Now I'm a pretty determined chick, and I've done this before. When I couldn't get pregnant, I Took Control. I Took Action. I DID SOMETHING. When modern medicine failed me, I doggedly pursued and researched ways of improving my chances. I questioned. I changed. I adapted. I kept my goals of having a baby in my mind every waking moment, and I doggedly pursued my chosen path
. The path that spoke to me in whispers. I was quiet, and I listened. I didn't allow anything to shake me. I kept at it, and kept at it, until I met success. After six long years and one miscarriage, GlutenNaziMom was born, and so was GlutenNaziKid. He'll turn ten years old in 2013. And in 2013, GlutenNaziMom
, the website that I started four years ago, will actually become something.
I wanted to be a stay at home mom. It felt like the right thing to do, and I have loved it. Not every moment. But overall, there’s nothing better I could have possibly done with the last 9.75 years than to see two daughters through adolescence and to see each of them, in her own way, get married (both in the last quarter of) this past year, and to see one spectacular little boy successfully navigate fourth grade.
Being a SAHM has put a lot of pressure on my husband. It’s cost us financially, but so did me working and being unhappy in one unfulfilling job after another. I couldn’t see how to do both, but I’ve felt this niggling at the back of my mind that I was the key
. I was the key to my family’s financial freedom; to my own sense of purpose and fulfillment. I’ve written my entire life, and it’s something I’ve gone back to again and again. But I lacked the confidence to test the waters before. They remain largely untested, but instead of ignoring the niggling, I’m listening. I’m listening to that little voice inside of me, who’s been telling me for years that this was something I needed to do. I’m not standing outside the fence, watching the merry-go-round of life happen to everyone else. I’m not being a victim of circumstances that brought us back home and unemployed, I’m USING everything that’s happened before, everything that I know, every person I’ve met along the way, and I’m putting all the pieces together to make something happen in 2013.

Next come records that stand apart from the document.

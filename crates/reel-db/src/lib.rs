//! Video metadata store.
//!
//! The ingestion pipeline only needs four operations on the metadata row;
//! they are captured by [`VideoStore`] so the publisher and worker can run
//! against any backend. [`PgVideoStore`] is the PostgreSQL implementation.

pub mod config;
pub mod error;
pub mod postgres;
pub mod store;

pub use config::DbConfig;
pub use error::{DbError, DbResult};
pub use postgres::PgVideoStore;
pub use store::VideoStore;
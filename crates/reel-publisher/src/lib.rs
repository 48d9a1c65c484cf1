//! Publish path of the ingestion pipeline.
//!
//! An upload is staged to local disk, a pending metadata row is created and
//! an [`reel_models::UploadTask`] is published for the worker. The caller
//! gets the video id back as soon as the task is on the queue.

pub mod config;
pub mod error;
pub mod metrics;
pub mod request;
pub mod service;

pub use config::PublishConfig;
pub use error::{PublishError, PublishResult};
pub use request::{CoverUpload, UploadRequest};
pub use service::PublishService;
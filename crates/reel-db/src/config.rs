//! Database configuration.

use std::time::Duration;

use crate::error::{DbError, DbResult};

/// Connection pool configuration.
#[derive(Debug, Clone)]
pub struct DbConfig {
    pub database_url: String,
    pub max_connections: u32,
    pub acquire_timeout: Duration,
}

impl DbConfig {
    /// Create config from environment variables.
    pub fn from_env() -> DbResult<Self> {
        Ok(Self {
            database_url: std::env::var("DATABASE_URL")
                .map_err(|_| DbError::Config("DATABASE_URL not set".to_string()))?,
            max_connections: std::env::var("DATABASE_MAX_CONNECTIONS")
                .ok()
                .and_then(|s| s.parse().ok())
                .unwrap_or(10),
            acquire_timeout: Duration::from_secs(
                std::env::var("DATABASE_ACQUIRE_TIMEOUT_SECS")
                    .ok()
                    .and_then(|s| s.parse().ok())
                    .unwrap_or(30),
            ),
        })
    }
}
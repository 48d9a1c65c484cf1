//! Publish path configuration.

use reel_storage::StagingConfig;

/// Largest upload accepted by default (100 MiB).
pub const DEFAULT_MAX_UPLOAD_BYTES: usize = 100 * 1024 * 1024;

#[derive(Debug, Clone)]
pub struct PublishConfig {
    /// Largest accepted primary asset, in bytes
    pub max_upload_bytes: usize,
    pub staging: StagingConfig,
}

impl Default for PublishConfig {
    fn default() -> Self {
        Self {
            max_upload_bytes: DEFAULT_MAX_UPLOAD_BYTES,
            staging: StagingConfig::default(),
        }
    }
}

impl PublishConfig {
    /// Create config from environment variables.
    pub fn from_env() -> Self {
        Self {
            max_upload_bytes: std::env::var("UPLOAD_MAX_BYTES")
                .ok()
                .and_then(|s| s.parse().ok())
                .unwrap_or(DEFAULT_MAX_UPLOAD_BYTES),
            staging: StagingConfig::from_env(),
        }
    }
}
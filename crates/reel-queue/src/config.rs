//! Queue configuration.

use std::time::Duration;

/// Queue configuration.
#[derive(Debug, Clone)]
pub struct QueueConfig {
    /// Redis URL
    pub redis_url: String,
    /// Prefix shared by every stream this queue owns
    pub stream_prefix: String,
    /// Ingestion class; one stream per routing key
    pub routing_key: String,
    /// Consumer group name
    pub consumer_group: String,
    /// Replicas that must confirm a publish (0 disables WAIT)
    pub min_replicas: u32,
    /// How long a publish waits for replica confirmation
    pub wait_timeout: Duration,
}

impl Default for QueueConfig {
    fn default() -> Self {
        Self {
            redis_url: "redis://localhost:6379".to_string(),
            stream_prefix: "reel:ingest".to_string(),
            routing_key: "video".to_string(),
            consumer_group: "reel:workers".to_string(),
            min_replicas: 0,
            wait_timeout: Duration::from_millis(1000),
        }
    }
}

impl QueueConfig {
    /// Create config from environment variables.
    pub fn from_env() -> Self {
        let defaults = Self::default();
        Self {
            redis_url: std::env::var("REDIS_URL").unwrap_or(defaults.redis_url),
            stream_prefix: std::env::var("QUEUE_STREAM_PREFIX").unwrap_or(defaults.stream_prefix),
            routing_key: std::env::var("QUEUE_ROUTING_KEY").unwrap_or(defaults.routing_key),
            consumer_group: std::env::var("QUEUE_CONSUMER_GROUP")
                .unwrap_or(defaults.consumer_group),
            min_replicas: std::env::var("QUEUE_MIN_REPLICAS")
                .ok()
                .and_then(|s| s.parse().ok())
                .unwrap_or(defaults.min_replicas),
            wait_timeout: std::env::var("QUEUE_WAIT_TIMEOUT_MS")
                .ok()
                .and_then(|s| s.parse().ok())
                .map(Duration::from_millis)
                .unwrap_or(defaults.wait_timeout),
        }
    }

    /// Live stream tasks are published to.
    pub fn stream_name(&self) -> String {
        format!("{}:{}", self.stream_prefix, self.routing_key)
    }

    /// Sorted set holding tasks waiting for their retry time.
    pub fn retry_key(&self) -> String {
        format!("{}:retry", self.stream_name())
    }

    /// Dead-letter stream.
    pub fn dlq_stream_name(&self) -> String {
        format!("{}:dlq", self.stream_name())
    }
}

And I couldn’t have done it without each one of you. Without every positive comment that gave me wings, and every negative comment that made me try harder, I could never have kept striving, kept believing, kept writing. DOING SOMETHING
, whether it elicits positive response or negative, is so very much better than living in a void
, than doing absolutely nothing but waking up every morning and taking up space—than sucking the Light
out of the Universe.
So I’m giving back. You bet your sweet bippy, I’m USING what I know and who I know, but at the same time, I’m promoting others. I’m sharing the love and the knowledge and the insight and the LIGHT
and the belief that what I’ve learned in my forty-six years on this earth, and what you’ve learned in yours, can help others; can make life better and the future brighter for those who choose to Listen and to Take Action and to Start Something in their own little corner of the globe. What’s Your Calling?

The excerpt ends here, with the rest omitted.